The company is also seeking to raise copper production by 60% from 2023 levels to between 71 million and 81 million pounds in 2026, thanks to the start of commercial production and following ramp up at New Afton’s C-Zone this year.

New Gold said it anticipated to achieve this with higher production, total capital reductions and lower operating costs.

The Toronto-based miner expects total costs, on a by-product basis, to decrease by 7%, compared with the 2023 midpoint of guidance, to between $725 and $825 per ounce.

The miner expects to show in 2024 the first results of its three-year plan, with consolidated gold production reaching 310,000 to 350,000 ounces, compared with 321,178 ounces last year. Copper production this year is slated to hit between 50 million and 60 million pounds, it said.

Growing production and declining costs will help the company’s balance sheet, which at the end of the October 2023 quarter included $395.7 million in long-term debt and $214.1 million in current debt.

“Looking beyond our three-year guidance, the company has a strategic objective of targeting a sustainable production platform of approximately 600,000 gold equivalent ounces per year with a line of sight until at least 2030,” president and chief executive Patrick Godin said in the statement. “Following the successful execution of operational stabilization initiatives and growth projects over the past two years, we are increasingly looking to unlock the long-term value of our operations,” he said.

Challenges behind

New Gold, which has the Rainy River gold mine in Ontario and the New Afton copper-gold operation in British Columbia, said issues affecting the assets productivity are all in the past.

At Rainy River, which began operations in 2017, the company has been transitioning mining underground, from where it expects to produce first ore this year.

“At Rainy River, the challenges are behind us … we are achieving our targets quarter over quarter,” the mine general manager, Gord Simms, said during a webcast following the announcement.

The mine produced 253,745 ounces of gold last year, 10% more than in 2022, with output slayed to jump over the next three years as higher-grade underground production ramps up to supplement open pit production. 

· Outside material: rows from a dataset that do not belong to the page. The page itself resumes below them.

use crate::ast::Span;
use crate::error::{Diag, LexError, LexErrorKind};
use logos::{Lexer as LogosLexer, Logos};
use smallvec::SmallVec;
use std::ops::Range;

// =============================================================================
// 0. Shared helpers
// =============================================================================

#[inline(always)]
const fn first_newline_offset(s: &str) -> Option<usize> {
    let bytes = s.as_bytes();
    let mut i = 0;

    while i < bytes.len() {
        if matches!(bytes[i], b'\n' | b'\r') {
            return Some(i);
        }
        i += 1;
    }

    None
}

// =============================================================================
// 1. Block comment scanner
// =============================================================================

#[inline]
fn lex_block_comment(lex: &mut LogosLexer<'_, RawTok>) -> Result<(), LexErrorKind> {
    use memchr::memchr;

    let rem = lex.remainder().as_bytes();
    let mut search_start = 0;

    while let Some(star_pos) = memchr(b'*', &rem[search_start..]) {
        let abs_pos = search_start + star_pos;

        if rem.get(abs_pos + 1) == Some(&b'/') {
            lex.bump(abs_pos + 2);
            return Ok(());
        }

        search_start = abs_pos + 1;
    }

    lex.bump(rem.len());
    Err(LexErrorKind::UnterminatedComment)
}

// =============================================================================
// 2. Numeric literal classification
// =============================================================================

/// Classifies an already-matched numeric literal.
///
/// The regex accepts the Go shapes loosely (underscores anywhere, any digit
/// run); declarations never depend on a literal's value, so only the kind is
/// recovered here.
fn classify_number(lit: &str) -> NumKind {
    let bytes = lit.as_bytes();
    if bytes.last() == Some(&b'i') {
        return NumKind::Imag;
    }
    let is_hex = bytes.len() > 1 && bytes[0] == b'0' && matches!(bytes[1], b'x' | b'X');
    let is_float = if is_hex {
        bytes.iter().any(|b| matches!(b, b'.' | b'p' | b'P'))
    } else if bytes.len() > 1 && bytes[0] == b'0' && matches!(bytes[1], b'b' | b'B' | b'o' | b'O')
    {
        false
    } else {
        bytes.iter().any(|b| matches!(b, b'.' | b'e' | b'E'))
    };

    if is_float { NumKind::Float } else { NumKind::Int }
}

#[derive(Debug, Clone, Copy, PartialEq, Eq)]
enum NumKind {
    Int,
    Float,
    Imag,
}

// =============================================================================
// 3. Token Definition (RawTok - DFA built by logos)
// =============================================================================

#[repr(u8)]
#[derive(Logos, Debug, Clone, Copy, PartialEq, Eq)]
#[logos(error = LexErrorKind)]
#[logos(skip r"[ \t]+")]
#[rustfmt::skip]
enum RawTok {
    #[token("\u{FEFF}")] Bom,

    // Trivia
    #[regex(r"\r\n|\n|\r")] Newline,
    #[regex(r"//[^\n\r]*", allow_greedy = true)] LineComment,
    #[token("/*", lex_block_comment)]
    BlockComment,

    // Keywords (before Ident)
    #[token("break")] KwBreak,
    #[token("case")] KwCase,
    #[token("chan")] KwChan,
    #[token("const")] KwConst,
    #[token("continue")] KwContinue,
    #[token("default")] KwDefault,
    #[token("defer")] KwDefer,
    #[token("else")] KwElse,
    #[token("fallthrough")] KwFallthrough,
    #[token("for")] KwFor,
    #[token("func")] KwFunc,
    #[token("go")] KwGo,
    #[token("goto")] KwGoto,
    #[token("if")] KwIf,
    #[token("import")] KwImport,
    #[token("interface")] KwInterface,
    #[token("map")] KwMap,
    #[token("package")] KwPackage,
    #[token("range")] KwRange,
    #[token("return")] KwReturn,
    #[token("select")] KwSelect,
    #[token("struct")] KwStruct,
    #[token("switch")] KwSwitch,
    #[token("type")] KwType,
    #[token("var")] KwVar,

    // Identifiers
    #[regex(r"[_\p{L}][_\p{L}\p{Nd}]*")] Ident,

    // Numbers: decimal int/float, leading-dot float, hex (incl. hex floats), binary/octal.
    #[regex(r"[0-9][0-9_]*(\.[0-9_]*)?([eE][+-]?[0-9_]+)?i?|\.[0-9][0-9_]*([eE][+-]?[0-9_]+)?i?|0[xX][0-9a-fA-F_]*(\.[0-9a-fA-F_]*)?([pP][+-]?[0-9_]+)?i?|0[bBoO][0-9_]+i?")]
    Number,

    // Strings / runes
    #[regex(r"`[^`]*`")] RawString,
    #[regex(r#""([^"\\\n\r]|\\.)*""#)] String,
    #[regex(r"'([^'\\\n\r]|\\.)+'")] Rune,

    // Operators
    #[token("...")] Ellipsis,
    #[token("<<=")] ShlAssign,
    #[token(">>=")] ShrAssign,
    #[token("&^=")] AndNotAssign,
    #[token("+=")] AddAssign,
    #[token("-=")] SubAssign,
    #[token("*=")] MulAssign,
    #[token("/=")] DivAssign,
    #[token("%=")] ModAssign,
    #[token("&=")] AndAssign,
    #[token("|=")] OrAssign,
    #[token("^=")] XorAssign,
    #[token("<<")] Shl,
    #[token(">>")] Shr,
    #[token("&^")] AndNot,
    #[token("&&")] LAnd,
    #[token("||")] LOr,
    #[token("==")] EqEq,
    #[token("!=")] NotEq,
    #[token("<=")] Le,
    #[token(">=")] Ge,
    #[token("++")] Inc,
    #[token("--")] Dec,
    #[token(":=")] Define,
    #[token("<-")] Arrow,
    #[token("=")] Assign,
    #[token("+")] Plus,
    #[token("-")] Minus,
    #[token("*")] Star,
    #[token("/")] Slash,
    #[token("%")] Percent,
    #[token("&")] Amp,
    #[token("|")] Pipe,
    #[token("^")] Caret,
    #[token("~")] Tilde,
    #[token("!")] Bang,
    #[token("<")] Lt,
    #[token(">")] Gt,

    // Delimiters
    #[token("(")] LParen,
    #[token(")")] RParen,
    #[token("[")] LBrack,
    #[token("]")] RBrack,
    #[token("{")] LBrace,
    #[token("}")] RBrace,
    #[token(",")] Comma,
    #[token(";")] Semi,
    #[token(":")] Colon,
    #[token(".")] Dot,

    // Catch-all (lowest priority)
    #[regex(r".", priority = 0)] Error,
}

// =============================================================================
// 4. Lookup tables
// =============================================================================

macro_rules! gen_lookup_table {
    (bool, $size:expr, $($variant:ident),* $(,)?) => {{
        let mut table = [false; $size];
        $(table[RawTok::$variant as usize] = true;)*
        table
    }};
}

const SEMI_INSERT_TABLE: [bool; 256] = gen_lookup_table!(
    bool,
    256,
    Ident,
    Number,
    Rune,
    String,
    RawString,
    KwBreak,
    KwContinue,
    KwFallthrough,
    KwReturn,
    Inc,
    Dec,
    RParen,
    RBrack,
    RBrace,
);

impl RawTok {
    #[inline(always)]
    const fn can_insert_semicolon(self) -> bool {
        SEMI_INSERT_TABLE[self as usize]
    }

    fn to_token<'src>(self, slice: &'src str) -> Tok<'src> {
        macro_rules! simple_tok {
            ($($raw:ident => $tok:ident),* $(,)?) => {
                match self {
                    Self::Ident => Tok::Ident(slice),
                    Self::Rune => Tok::RuneLit(slice),
                    Self::String => Tok::StringLit(slice),
                    Self::RawString => Tok::RawStringLit(slice),
                    Self::Number => match classify_number(slice) {
                        NumKind::Int => Tok::IntLit(slice),
                        NumKind::Float => Tok::FloatLit(slice),
                        NumKind::Imag => Tok::ImagLit(slice),
                    },
                    Self::LineComment | Self::BlockComment => Tok::Comment(slice),
                    $(Self::$raw => Tok::$tok,)*
                    Self::Newline | Self::Bom => Tok::Error,
                }
            };
        }

        simple_tok! {
            KwBreak => KwBreak, KwCase => KwCase, KwChan => KwChan, KwConst => KwConst,
            KwContinue => KwContinue, KwDefault => KwDefault, KwDefer => KwDefer, KwElse => KwElse,
            KwFallthrough => KwFallthrough, KwFor => KwFor, KwFunc => KwFunc, KwGo => KwGo,
            KwGoto => KwGoto, KwIf => KwIf, KwImport => KwImport, KwInterface => KwInterface,
            KwMap => KwMap, KwPackage => KwPackage, KwRange => KwRange, KwReturn => KwReturn,
            KwSelect => KwSelect, KwStruct => KwStruct, KwSwitch => KwSwitch, KwType => KwType, KwVar => KwVar,

            Ellipsis => Ellipsis, ShlAssign => ShlAssign, ShrAssign => ShrAssign, AndNotAssign => AndNotAssign,
            AddAssign => AddAssign, SubAssign => SubAssign, MulAssign => MulAssign, DivAssign => DivAssign,
            ModAssign => ModAssign, AndAssign => AndAssign, OrAssign => OrAssign, XorAssign => XorAssign,
            Shl => Shl, Shr => Shr, AndNot => AndNot, LAnd => LAnd, LOr => LOr, EqEq => EqEq, NotEq => NotEq,
            Le => Le, Ge => Ge, Inc => Inc, Dec => Dec, Define => Define, Arrow => Arrow,
            Assign => Assign, Plus => Plus, Minus => Minus, Star => Star, Slash => Slash, Percent => Percent,
            Amp => Amp, Pipe => Pipe, Caret => Caret, Tilde => Tilde, Bang => Bang, Lt => Lt, Gt => Gt,

            LParen => LParen, RParen => RParen, LBrack => LBrack, RBrack => RBrack, LBrace => LBrace,
            RBrace => RBrace, Comma => Comma, Semi => Semi, Colon => Colon, Dot => Dot, Error => Error,
        }
    }
}

// =============================================================================
// 5. Public Token Definition (zero-copy)
// =============================================================================

#[derive(Debug, Clone, Copy, PartialEq, Eq)]
pub enum Tok<'input> {
    Ident(&'input str),
    IntLit(&'input str),
    FloatLit(&'input str),
    ImagLit(&'input str),
    RuneLit(&'input str),
    StringLit(&'input str),
    RawStringLit(&'input str),

    /// Line or block comment, text included. Only produced by
    /// [`Lexer::with_comments`].
    Comment(&'input str),

    // Keywords
    KwBreak,
    KwCase,
    KwChan,
    KwConst,
    KwContinue,
    KwDefault,
    KwDefer,
    KwElse,
    KwFallthrough,
    KwFor,
    KwFunc,
    KwGo,
    KwGoto,
    KwIf,
    KwImport,
    KwInterface,
    KwMap,
    KwPackage,
    KwRange,
    KwReturn,
    KwSelect,
    KwStruct,
    KwSwitch,
    KwType,
    KwVar,

    // Operators / Delimiters
    Ellipsis,
    ShlAssign,
    ShrAssign,
    AndNotAssign,
    AddAssign,
    SubAssign,
    MulAssign,
    DivAssign,
    ModAssign,
    AndAssign,
    OrAssign,
    XorAssign,
    Shl,
    Shr,
    AndNot,
    LAnd,
    LOr,
    EqEq,
    NotEq,
    Le,
    Ge,
    Inc,
    Dec,
    Define,
    Arrow,
    Assign,
    Plus,
    Minus,
    Star,
    Slash,
    Percent,
    Amp,
    Pipe,
    Caret,
    Tilde,
    Bang,
    Lt,
    Gt,
    LParen,
    RParen,
    LBrack,
    RBrack,
    LBrace,
    RBrace,
    Comma,
    Semi,
    Colon,
    Dot,

    Error,
}

impl Tok<'_> {
    /// Reports whether the token is one of Go's 25 reserved keywords.
    pub const fn is_keyword(&self) -> bool {
        matches!(
            self,
            Tok::KwBreak
                | Tok::KwCase
                | Tok::KwChan
                | Tok::KwConst
                | Tok::KwContinue
                | Tok::KwDefault
                | Tok::KwDefer
                | Tok::KwElse
                | Tok::KwFallthrough
                | Tok::KwFor
                | Tok::KwFunc
                | Tok::KwGo
                | Tok::KwGoto
                | Tok::KwIf
                | Tok::KwImport
                | Tok::KwInterface
                | Tok::KwMap
                | Tok::KwPackage
                | Tok::KwRange
                | Tok::KwReturn
                | Tok::KwSelect
                | Tok::KwStruct
                | Tok::KwSwitch
                | Tok::KwType
                | Tok::KwVar
        )
    }
}

impl<'input> std::fmt::Display for Tok<'input> {
    fn fmt(&self, f: &mut std::fmt::Formatter<'_>) -> std::fmt::Result {
        match self {
            Tok::Ident(s)
            | Tok::IntLit(s)
            | Tok::FloatLit(s)
            | Tok::ImagLit(s)
            | Tok::RuneLit(s)
            | Tok::StringLit(s)
            | Tok::RawStringLit(s) => write!(f, "{s:?}"),
            Tok::Comment(_) => f.write_str("comment"),
            other => write!(f, "{other:?}"),
        }
    }
}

The underground portion of Rainy River contributed 10% of production in 2023 and will ramp to 5,000-6,000 tonnes per day by 2027 to produce 150,000-200,000 ounces per year.

Production at the operation, located 65 km (about 40 miles) northwest of Fort Frances, near the border with Minnesota, is forecast to grow to 315,000-355,000 ounces in 2026, the company said. This will help drop all-in-sustaining costs (AISC) from about $1,500 per ounce in 2023 to $1,000-1,100 per ounce.

Production at New Afton is forecast to increase about 50% for gold from 67,000 ounces in 2023 to 95,000-105,000 ounces in 2026. Copper output will increase 60% from 47,400 million pounds in 2023 to 71-81 million pounds in 2026. 

The production growth and copper credits will turn the operations AISC on a by-product basis from $450-550 per ounce to negative $800-900 per ounce.